If you’re asking, “What is the most important C?”, chances are you’re already well into the process of purchasing a diamond engagement ring. When it comes to diamond quality, the answer is simple, but not necessarily straightforward.

“Which is the most important of the 4Cs?” – well, it depends. It depends on your taste and budget, and what you and your partner deem most important. Like buying a car, a house, or anything else, your choices when buying a diamond will be determined by your budget. The goal is to get the best diamond quality you can afford. But there will be trade offs. Knowing your preferences is the first step in defining what’s most important to you, and where you’ll compromise. So, what are your diamond priorities?

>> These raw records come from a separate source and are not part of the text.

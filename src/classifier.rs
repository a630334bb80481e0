use regex::Regex;
use scraper::{Html, Selector};
use serde_json::Value;

use crate::models::StatusLabel;

pub const IN_STOCK_PHRASES: &[&str] = &[
    "in stock",
    "add to cart",
    "add to bag",
    "add to basket",
    "add to trolley",
    "available now",
    "available to buy",
    "available",
    "buy now",
    "add",
];

pub const ANTICIPATED_PHRASES: &[&str] = &[
    "pre-order",
    "preorder",
    "pre order",
    "coming soon",
    "available soon",
    "available for pre-order",
    "expected",
    "back in stock",
    "restock",
    "notify me",
    "release date",
    "available from",
];

pub const OUT_OF_STOCK_PHRASES: &[&str] = &[
    "out of stock",
    "sold out",
    "currently unavailable",
    "unavailable",
    "not available",
];

/// Phrase lists for the full-document keyword pass, in precedence order.
const DOCUMENT_TIERS: &[(&[&str], StatusLabel)] = &[
    (IN_STOCK_PHRASES, StatusLabel::InStock),
    (ANTICIPATED_PHRASES, StatusLabel::Anticipated),
    (OUT_OF_STOCK_PHRASES, StatusLabel::OutOfStock),
];

/// Buttons and links never report out of stock.
const ELEMENT_TIERS: &[(&[&str], StatusLabel)] = &[
    (IN_STOCK_PHRASES, StatusLabel::InStock),
    (ANTICIPATED_PHRASES, StatusLabel::Anticipated),
];

/// Maps a product page to an availability status.
///
/// Evaluation stops at the first pass that yields a status:
///
/// 1. schema.org offers embedded as JSON-LD
/// 2. keyword search over the lower-cased raw markup
/// 3. keyword search over the text and attributes of `button`, `a` and `input` elements
///
/// Pages that match nothing are [`StatusLabel::Unknown`].
pub struct AvailabilityClassifier {
    json_ld_regex: Regex,
    interactive_selector: Selector,
}

impl Default for AvailabilityClassifier {
    fn default() -> Self {
        Self::new()
    }
}

impl AvailabilityClassifier {
    pub fn new() -> Self {
        AvailabilityClassifier {
            json_ld_regex: Regex::new(
                r#"(?is)<script[^>]+type=["']application/ld\+json["'][^>]*>(.*?)</script>"#,
            )
            .expect("JSON-LD pattern is valid"),
            interactive_selector: Selector::parse("button, a, input")
                .expect("interactive element selector is valid"),
        }
    }

    /// Classify a fetched document. `None` means the fetch failed.
    pub fn classify(&self, html: Option<&str>) -> StatusLabel {
        let html = match html {
            Some(html) if !html.is_empty() => html,
            _ => return StatusLabel::Unknown,
        };

        if let Some(status) = self.structured_data_status(html) {
            return status;
        }

        if let Some(status) = match_phrases(&html.to_lowercase(), DOCUMENT_TIERS) {
            return status;
        }

        self.interactive_element_status(html)
            .unwrap_or(StatusLabel::Unknown)
    }

    fn structured_data_status(&self, html: &str) -> Option<StatusLabel> {
        for captures in self.json_ld_regex.captures_iter(html) {
            let Some(body) = captures.get(1) else {
                continue;
            };
            let Some(data) = try_parse_json(body.as_str()) else {
                tracing::debug!("Skipping unparseable JSON-LD block");
                continue;
            };

            for node in one_or_many(&data) {
                if let Some(status) = offers_status(node) {
                    return Some(status);
                }
            }
        }

        None
    }

    fn interactive_element_status(&self, html: &str) -> Option<StatusLabel> {
        let document = Html::parse_document(html);

        document
            .select(&self.interactive_selector)
            .find_map(|element| {
                let text = element.text().collect::<String>();
                let attributes = element
                    .value()
                    .attrs()
                    .map(|(_, value)| value)
                    .collect::<Vec<_>>()
                    .join(" ");

                let haystack = format!("{} {}", text, attributes).to_lowercase();
                match_phrases(&haystack, ELEMENT_TIERS)
            })
    }
}

/// Parse a JSON-LD block, treating malformed content as absent.
pub fn try_parse_json(text: &str) -> Option<Value> {
    serde_json::from_str(text.trim()).ok()
}

/// Fields such as `offers` hold either a single value or a list of them.
pub fn one_or_many(value: &Value) -> Vec<&Value> {
    match value {
        Value::Array(items) => items.iter().collect(),
        single => vec![single],
    }
}

fn offers_status(node: &Value) -> Option<StatusLabel> {
    let offers = node.as_object()?.get("offers").filter(|v| is_truthy(v))?;

    one_or_many(offers).into_iter().find_map(|offer| {
        let offer = offer.as_object()?;
        let availability = offer
            .get("availability")
            .filter(|v| is_truthy(v))
            .or_else(|| offer.get("Availability"))?
            .as_str()?
            .to_lowercase();

        if availability.contains("instock") {
            Some(StatusLabel::InStock)
        } else if availability.contains("outofstock") {
            Some(StatusLabel::OutOfStock)
        } else {
            None
        }
    })
}

fn is_truthy(value: &Value) -> bool {
    match value {
        Value::Null => false,
        Value::Bool(flag) => *flag,
        Value::Number(number) => number.as_f64().is_some_and(|n| n != 0.0),
        Value::String(text) => !text.is_empty(),
        Value::Array(items) => !items.is_empty(),
        Value::Object(fields) => !fields.is_empty(),
    }
}

fn match_phrases(haystack: &str, tiers: &[(&[&str], StatusLabel)]) -> Option<StatusLabel> {
    tiers.iter().find_map(|(phrases, status)| {
        phrases
            .iter()
            .any(|phrase| haystack.contains(phrase))
            .then_some(*status)
    })
}
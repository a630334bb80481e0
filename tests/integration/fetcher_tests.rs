use super::*;
use restock_watcher::{AppError, PageFetcher};
use wiremock::matchers::{header, method, path};
use wiremock::{Mock, MockServer, ResponseTemplate};

#[tokio::test]
async fn test_fetch_returns_body_and_sends_headers() -> anyhow::Result<()> {
    let server = MockServer::start().await;
    Mock::given(method("GET"))
        .and(path("/p/booster-box"))
        .and(header("user-agent", "restock-watcher-test"))
        .and(header("accept-language", "en-GB"))
        .respond_with(ResponseTemplate::new(200).set_body_string("<button>Add to Cart</button>"))
        .expect(1)
        .mount(&server)
        .await;

    let fetcher = HttpFetcher::new(&get_test_scraper_config())?;
    let body = fetcher
        .fetch(&format!("{}/p/booster-box", server.uri()))
        .await?;

    assert_eq!(body, "<button>Add to Cart</button>");
    Ok(())
}

#[tokio::test]
async fn test_fetch_non_success_status_is_an_error() -> anyhow::Result<()> {
    let server = MockServer::start().await;
    Mock::given(method("GET"))
        .and(path("/p/gone"))
        .respond_with(ResponseTemplate::new(404).set_body_string("<p>In stock</p>"))
        .mount(&server)
        .await;

    let fetcher = HttpFetcher::new(&get_test_scraper_config())?;
    let result = fetcher.fetch(&format!("{}/p/gone", server.uri())).await;

    match result {
        Err(AppError::Fetch { status, .. }) => assert_eq!(status, 404),
        other => panic!("expected fetch error, got {:?}", other.map(|_| ())),
    }
    Ok(())
}

#[tokio::test]
async fn test_fetch_times_out() -> anyhow::Result<()> {
    let server = MockServer::start().await;
    Mock::given(method("GET"))
        .respond_with(
            ResponseTemplate::new(200)
                .set_body_string("<p>Sold out</p>")
                .set_delay(std::time::Duration::from_secs(5)),
        )
        .mount(&server)
        .await;

    let fetcher = HttpFetcher::new(&get_test_scraper_config())?;
    let result = fetcher.fetch(&format!("{}/slow", server.uri())).await;

    assert!(matches!(result, Err(AppError::Http(_))));
    Ok(())
}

Is Diamond Size Important?

How do diamond sizes compare? This image shows the carat (ct) weight and average diameter for various round brilliant cut diamonds. Credit: GIA

Diamond size is measured in carat weight. Small differences in carat weight can sometimes mean price differences of hundreds—even thousands—of dollars, depending on the size and overall diamond quality.

If the appearance of size is important, you can create the illusion of size by picking the right diamond shape. Fancy shapes tend to look bigger for their carat weight, especially elongated shapes such as a ovals, rectangles, and marquise. An engagement ring with a narrow band and a bezel or halo setting can also accentuate a diamond’s size.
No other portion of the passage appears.